INSTRUCTIONS TO FOLLOW> Report every line of the data that includes "sent".

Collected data
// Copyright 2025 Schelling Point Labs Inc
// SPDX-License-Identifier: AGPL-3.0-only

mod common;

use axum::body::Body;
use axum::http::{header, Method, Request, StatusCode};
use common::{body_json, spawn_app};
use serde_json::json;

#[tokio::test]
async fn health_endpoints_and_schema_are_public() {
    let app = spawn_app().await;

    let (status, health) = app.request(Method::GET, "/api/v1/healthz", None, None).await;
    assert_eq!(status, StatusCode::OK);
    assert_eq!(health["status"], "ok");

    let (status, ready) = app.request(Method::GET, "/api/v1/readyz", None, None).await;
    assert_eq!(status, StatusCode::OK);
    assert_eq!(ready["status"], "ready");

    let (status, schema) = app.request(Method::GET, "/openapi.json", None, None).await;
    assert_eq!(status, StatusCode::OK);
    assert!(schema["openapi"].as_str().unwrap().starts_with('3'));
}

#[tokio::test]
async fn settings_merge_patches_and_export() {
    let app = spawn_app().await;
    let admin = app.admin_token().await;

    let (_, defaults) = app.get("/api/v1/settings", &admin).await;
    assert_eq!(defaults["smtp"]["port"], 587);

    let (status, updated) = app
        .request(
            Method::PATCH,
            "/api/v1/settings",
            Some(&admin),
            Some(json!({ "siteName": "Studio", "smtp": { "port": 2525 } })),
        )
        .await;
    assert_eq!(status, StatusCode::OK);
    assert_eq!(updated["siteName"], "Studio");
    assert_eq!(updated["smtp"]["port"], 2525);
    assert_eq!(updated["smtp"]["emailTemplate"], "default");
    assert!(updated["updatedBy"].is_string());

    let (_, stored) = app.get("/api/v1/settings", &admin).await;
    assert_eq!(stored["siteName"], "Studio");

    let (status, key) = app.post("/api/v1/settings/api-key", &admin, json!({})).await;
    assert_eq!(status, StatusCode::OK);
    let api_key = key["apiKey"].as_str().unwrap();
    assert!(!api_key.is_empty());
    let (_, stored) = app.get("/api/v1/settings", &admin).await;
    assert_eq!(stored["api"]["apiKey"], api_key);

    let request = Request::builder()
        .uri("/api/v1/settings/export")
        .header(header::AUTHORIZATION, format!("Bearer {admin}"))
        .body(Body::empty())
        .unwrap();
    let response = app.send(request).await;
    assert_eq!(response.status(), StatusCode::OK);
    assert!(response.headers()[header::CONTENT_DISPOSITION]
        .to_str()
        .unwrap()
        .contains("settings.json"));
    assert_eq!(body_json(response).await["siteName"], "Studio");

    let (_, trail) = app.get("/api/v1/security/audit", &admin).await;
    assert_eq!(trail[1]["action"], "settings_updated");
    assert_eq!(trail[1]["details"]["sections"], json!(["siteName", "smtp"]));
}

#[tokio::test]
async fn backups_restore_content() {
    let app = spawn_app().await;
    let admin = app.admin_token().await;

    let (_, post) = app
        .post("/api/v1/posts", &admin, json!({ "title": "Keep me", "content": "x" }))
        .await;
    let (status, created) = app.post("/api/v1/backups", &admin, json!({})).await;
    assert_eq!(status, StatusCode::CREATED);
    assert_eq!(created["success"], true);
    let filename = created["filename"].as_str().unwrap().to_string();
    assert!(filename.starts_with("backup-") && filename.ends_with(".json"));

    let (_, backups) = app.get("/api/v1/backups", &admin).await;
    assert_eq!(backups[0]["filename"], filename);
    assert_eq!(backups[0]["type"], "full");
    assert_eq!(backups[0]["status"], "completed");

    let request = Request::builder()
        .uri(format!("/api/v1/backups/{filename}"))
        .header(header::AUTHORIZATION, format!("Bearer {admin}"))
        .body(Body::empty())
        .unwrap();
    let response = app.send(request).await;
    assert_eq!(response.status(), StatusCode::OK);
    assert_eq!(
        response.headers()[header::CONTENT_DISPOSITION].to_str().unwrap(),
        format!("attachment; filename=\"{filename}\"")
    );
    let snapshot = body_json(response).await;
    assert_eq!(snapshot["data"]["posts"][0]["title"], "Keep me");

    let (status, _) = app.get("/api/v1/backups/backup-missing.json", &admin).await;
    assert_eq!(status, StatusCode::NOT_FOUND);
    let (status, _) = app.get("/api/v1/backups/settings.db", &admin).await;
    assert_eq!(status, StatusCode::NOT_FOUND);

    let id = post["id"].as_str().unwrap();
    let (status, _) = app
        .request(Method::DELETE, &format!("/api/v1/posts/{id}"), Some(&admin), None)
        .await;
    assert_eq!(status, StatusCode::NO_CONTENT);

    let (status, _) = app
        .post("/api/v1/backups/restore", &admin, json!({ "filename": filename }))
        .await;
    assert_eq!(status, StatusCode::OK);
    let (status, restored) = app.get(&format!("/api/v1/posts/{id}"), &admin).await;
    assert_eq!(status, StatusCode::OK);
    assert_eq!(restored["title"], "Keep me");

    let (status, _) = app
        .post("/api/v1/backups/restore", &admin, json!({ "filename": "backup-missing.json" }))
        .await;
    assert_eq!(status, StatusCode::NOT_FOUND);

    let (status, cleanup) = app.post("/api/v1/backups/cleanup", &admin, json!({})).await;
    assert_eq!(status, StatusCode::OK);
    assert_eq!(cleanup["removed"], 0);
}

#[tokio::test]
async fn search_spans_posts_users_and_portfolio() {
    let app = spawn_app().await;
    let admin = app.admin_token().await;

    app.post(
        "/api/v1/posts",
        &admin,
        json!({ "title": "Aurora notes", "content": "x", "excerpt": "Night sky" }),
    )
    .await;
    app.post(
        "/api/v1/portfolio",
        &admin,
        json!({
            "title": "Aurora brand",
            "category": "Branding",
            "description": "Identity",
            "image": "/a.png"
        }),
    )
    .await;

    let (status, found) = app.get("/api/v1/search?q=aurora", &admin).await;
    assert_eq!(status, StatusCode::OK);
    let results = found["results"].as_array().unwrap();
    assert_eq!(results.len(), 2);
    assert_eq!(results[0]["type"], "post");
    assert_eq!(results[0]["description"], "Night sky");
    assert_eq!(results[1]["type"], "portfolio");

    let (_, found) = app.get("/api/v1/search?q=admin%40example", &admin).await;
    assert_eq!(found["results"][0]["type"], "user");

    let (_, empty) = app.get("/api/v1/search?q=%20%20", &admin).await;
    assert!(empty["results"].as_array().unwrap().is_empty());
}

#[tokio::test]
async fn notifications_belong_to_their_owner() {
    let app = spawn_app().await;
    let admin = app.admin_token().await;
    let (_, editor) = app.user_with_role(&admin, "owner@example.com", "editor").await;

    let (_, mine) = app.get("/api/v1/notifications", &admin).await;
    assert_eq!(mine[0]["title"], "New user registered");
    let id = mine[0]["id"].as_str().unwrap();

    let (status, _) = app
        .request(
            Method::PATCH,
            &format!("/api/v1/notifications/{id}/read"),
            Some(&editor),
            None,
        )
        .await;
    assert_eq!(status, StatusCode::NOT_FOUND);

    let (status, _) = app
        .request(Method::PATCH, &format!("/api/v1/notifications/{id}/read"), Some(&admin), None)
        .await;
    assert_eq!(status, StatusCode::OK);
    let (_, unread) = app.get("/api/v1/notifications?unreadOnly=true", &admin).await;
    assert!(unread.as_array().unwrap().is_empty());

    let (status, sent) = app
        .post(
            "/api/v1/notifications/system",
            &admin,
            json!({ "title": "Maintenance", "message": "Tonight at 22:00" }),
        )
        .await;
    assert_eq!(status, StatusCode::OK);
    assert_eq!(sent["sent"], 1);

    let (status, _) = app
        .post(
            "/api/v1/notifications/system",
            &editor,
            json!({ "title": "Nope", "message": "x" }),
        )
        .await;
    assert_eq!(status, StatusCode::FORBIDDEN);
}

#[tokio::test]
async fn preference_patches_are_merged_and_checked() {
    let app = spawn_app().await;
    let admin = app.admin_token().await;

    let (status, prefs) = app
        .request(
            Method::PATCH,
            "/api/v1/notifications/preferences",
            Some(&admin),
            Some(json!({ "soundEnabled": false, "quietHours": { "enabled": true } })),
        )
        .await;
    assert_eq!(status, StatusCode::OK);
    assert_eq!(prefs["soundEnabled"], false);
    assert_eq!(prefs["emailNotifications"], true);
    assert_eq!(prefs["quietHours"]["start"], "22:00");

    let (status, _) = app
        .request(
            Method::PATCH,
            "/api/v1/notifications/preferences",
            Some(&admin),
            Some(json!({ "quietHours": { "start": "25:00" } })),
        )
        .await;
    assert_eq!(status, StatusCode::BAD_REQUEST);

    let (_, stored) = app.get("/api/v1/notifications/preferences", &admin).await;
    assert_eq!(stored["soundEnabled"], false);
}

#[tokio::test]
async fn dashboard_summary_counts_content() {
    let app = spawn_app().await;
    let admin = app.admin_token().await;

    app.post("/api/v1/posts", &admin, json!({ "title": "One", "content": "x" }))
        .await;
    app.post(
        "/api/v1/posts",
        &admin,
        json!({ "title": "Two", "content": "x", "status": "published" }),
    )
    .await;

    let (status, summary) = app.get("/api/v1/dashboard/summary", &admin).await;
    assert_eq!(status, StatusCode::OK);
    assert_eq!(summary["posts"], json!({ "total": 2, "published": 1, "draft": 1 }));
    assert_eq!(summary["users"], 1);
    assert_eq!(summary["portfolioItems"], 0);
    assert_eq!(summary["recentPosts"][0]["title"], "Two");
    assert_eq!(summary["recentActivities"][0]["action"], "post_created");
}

...

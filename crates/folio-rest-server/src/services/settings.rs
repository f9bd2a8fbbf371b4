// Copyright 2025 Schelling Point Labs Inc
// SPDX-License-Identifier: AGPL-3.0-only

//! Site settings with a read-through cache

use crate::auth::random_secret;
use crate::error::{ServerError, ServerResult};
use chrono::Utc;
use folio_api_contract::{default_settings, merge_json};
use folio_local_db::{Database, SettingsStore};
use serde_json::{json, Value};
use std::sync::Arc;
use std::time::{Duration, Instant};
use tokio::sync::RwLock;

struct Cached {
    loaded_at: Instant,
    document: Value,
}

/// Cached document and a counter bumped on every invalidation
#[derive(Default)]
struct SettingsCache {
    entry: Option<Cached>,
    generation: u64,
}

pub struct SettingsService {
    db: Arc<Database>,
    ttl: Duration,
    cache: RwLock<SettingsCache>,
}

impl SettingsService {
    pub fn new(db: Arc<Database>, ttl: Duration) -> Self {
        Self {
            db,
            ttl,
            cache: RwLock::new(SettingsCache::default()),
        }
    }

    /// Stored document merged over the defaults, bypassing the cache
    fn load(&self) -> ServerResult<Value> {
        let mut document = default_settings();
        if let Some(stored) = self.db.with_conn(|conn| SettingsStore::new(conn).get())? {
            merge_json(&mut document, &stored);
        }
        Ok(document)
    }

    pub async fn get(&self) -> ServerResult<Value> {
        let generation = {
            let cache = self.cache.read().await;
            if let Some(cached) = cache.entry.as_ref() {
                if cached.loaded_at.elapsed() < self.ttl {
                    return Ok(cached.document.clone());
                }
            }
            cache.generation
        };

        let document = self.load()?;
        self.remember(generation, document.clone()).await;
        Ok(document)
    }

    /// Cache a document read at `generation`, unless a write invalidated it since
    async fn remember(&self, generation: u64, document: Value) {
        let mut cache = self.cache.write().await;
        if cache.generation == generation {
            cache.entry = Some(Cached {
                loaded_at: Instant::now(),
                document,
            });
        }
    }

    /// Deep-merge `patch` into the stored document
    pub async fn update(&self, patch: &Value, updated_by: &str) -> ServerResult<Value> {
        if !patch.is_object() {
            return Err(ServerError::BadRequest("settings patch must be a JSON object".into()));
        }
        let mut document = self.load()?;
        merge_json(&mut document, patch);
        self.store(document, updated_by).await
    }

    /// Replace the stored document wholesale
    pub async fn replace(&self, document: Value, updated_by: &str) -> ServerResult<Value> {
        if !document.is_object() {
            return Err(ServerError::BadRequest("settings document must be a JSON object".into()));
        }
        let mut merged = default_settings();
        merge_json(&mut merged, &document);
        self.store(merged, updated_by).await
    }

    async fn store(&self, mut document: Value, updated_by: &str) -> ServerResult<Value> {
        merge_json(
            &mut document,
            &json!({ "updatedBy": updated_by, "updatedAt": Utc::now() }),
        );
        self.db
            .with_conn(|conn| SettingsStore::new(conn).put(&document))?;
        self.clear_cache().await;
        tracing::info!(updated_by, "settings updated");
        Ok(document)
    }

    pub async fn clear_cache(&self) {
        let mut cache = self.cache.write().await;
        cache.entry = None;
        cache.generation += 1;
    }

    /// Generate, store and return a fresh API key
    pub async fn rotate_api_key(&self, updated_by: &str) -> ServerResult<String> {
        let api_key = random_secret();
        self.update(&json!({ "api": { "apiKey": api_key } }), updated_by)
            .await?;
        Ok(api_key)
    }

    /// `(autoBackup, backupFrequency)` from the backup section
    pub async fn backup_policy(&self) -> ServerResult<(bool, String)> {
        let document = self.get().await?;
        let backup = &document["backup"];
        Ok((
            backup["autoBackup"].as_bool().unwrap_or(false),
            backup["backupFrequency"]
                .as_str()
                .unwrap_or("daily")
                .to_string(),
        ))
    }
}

--

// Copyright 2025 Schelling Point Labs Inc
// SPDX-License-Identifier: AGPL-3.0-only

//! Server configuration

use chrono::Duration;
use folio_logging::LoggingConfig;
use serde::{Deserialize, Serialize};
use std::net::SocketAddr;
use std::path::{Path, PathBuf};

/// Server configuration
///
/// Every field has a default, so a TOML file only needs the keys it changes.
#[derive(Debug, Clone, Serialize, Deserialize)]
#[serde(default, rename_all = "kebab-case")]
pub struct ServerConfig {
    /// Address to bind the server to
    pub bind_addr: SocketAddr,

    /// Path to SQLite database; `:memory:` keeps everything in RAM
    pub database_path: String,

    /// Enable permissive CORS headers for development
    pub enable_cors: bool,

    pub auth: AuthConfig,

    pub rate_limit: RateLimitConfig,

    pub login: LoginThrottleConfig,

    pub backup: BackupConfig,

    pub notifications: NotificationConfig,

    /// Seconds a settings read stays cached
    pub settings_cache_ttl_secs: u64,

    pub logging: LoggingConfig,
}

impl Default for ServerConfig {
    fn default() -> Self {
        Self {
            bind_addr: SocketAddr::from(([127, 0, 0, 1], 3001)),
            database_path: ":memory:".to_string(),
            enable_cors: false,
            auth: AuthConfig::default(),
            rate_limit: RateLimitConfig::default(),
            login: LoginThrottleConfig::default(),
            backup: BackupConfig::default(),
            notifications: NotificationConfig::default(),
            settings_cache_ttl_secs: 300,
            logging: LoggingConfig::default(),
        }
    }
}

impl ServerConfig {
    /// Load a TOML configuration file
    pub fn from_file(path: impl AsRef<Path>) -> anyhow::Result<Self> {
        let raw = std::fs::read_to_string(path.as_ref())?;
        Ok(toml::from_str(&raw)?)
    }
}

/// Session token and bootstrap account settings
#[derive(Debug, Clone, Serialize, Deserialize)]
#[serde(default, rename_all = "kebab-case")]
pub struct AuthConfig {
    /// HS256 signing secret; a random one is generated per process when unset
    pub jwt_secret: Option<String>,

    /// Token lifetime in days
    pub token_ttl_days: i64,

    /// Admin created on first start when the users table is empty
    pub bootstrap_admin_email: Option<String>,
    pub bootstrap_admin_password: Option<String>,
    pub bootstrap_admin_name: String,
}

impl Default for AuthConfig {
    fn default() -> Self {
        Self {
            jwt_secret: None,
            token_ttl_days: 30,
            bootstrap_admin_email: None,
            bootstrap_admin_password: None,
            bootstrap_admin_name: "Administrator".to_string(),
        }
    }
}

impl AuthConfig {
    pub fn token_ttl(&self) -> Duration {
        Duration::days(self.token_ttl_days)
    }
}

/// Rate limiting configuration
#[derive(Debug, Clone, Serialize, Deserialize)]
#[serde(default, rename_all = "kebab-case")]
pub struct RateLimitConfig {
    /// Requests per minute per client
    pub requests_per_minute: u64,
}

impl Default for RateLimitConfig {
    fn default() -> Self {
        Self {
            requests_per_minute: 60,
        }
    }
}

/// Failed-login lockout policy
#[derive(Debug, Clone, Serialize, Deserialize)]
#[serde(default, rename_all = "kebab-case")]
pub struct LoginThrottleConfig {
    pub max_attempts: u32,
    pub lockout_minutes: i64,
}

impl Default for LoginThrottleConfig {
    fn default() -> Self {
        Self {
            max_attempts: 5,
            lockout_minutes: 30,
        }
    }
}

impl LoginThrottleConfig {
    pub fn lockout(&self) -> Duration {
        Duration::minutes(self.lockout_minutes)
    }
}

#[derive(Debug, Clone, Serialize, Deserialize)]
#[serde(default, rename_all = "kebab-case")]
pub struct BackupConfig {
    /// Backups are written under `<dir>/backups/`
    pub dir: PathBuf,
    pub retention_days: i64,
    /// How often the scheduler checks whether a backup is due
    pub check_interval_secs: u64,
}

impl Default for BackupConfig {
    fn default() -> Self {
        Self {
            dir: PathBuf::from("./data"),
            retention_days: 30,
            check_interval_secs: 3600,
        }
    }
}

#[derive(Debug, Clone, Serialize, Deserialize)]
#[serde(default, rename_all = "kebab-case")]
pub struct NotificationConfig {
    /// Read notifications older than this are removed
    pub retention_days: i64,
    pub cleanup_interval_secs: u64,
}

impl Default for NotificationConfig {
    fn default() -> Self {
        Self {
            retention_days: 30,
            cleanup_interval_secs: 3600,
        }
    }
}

REPLY TO THE TASK>
    let (status, sent) = app
    assert_eq!(sent["sent"], 1);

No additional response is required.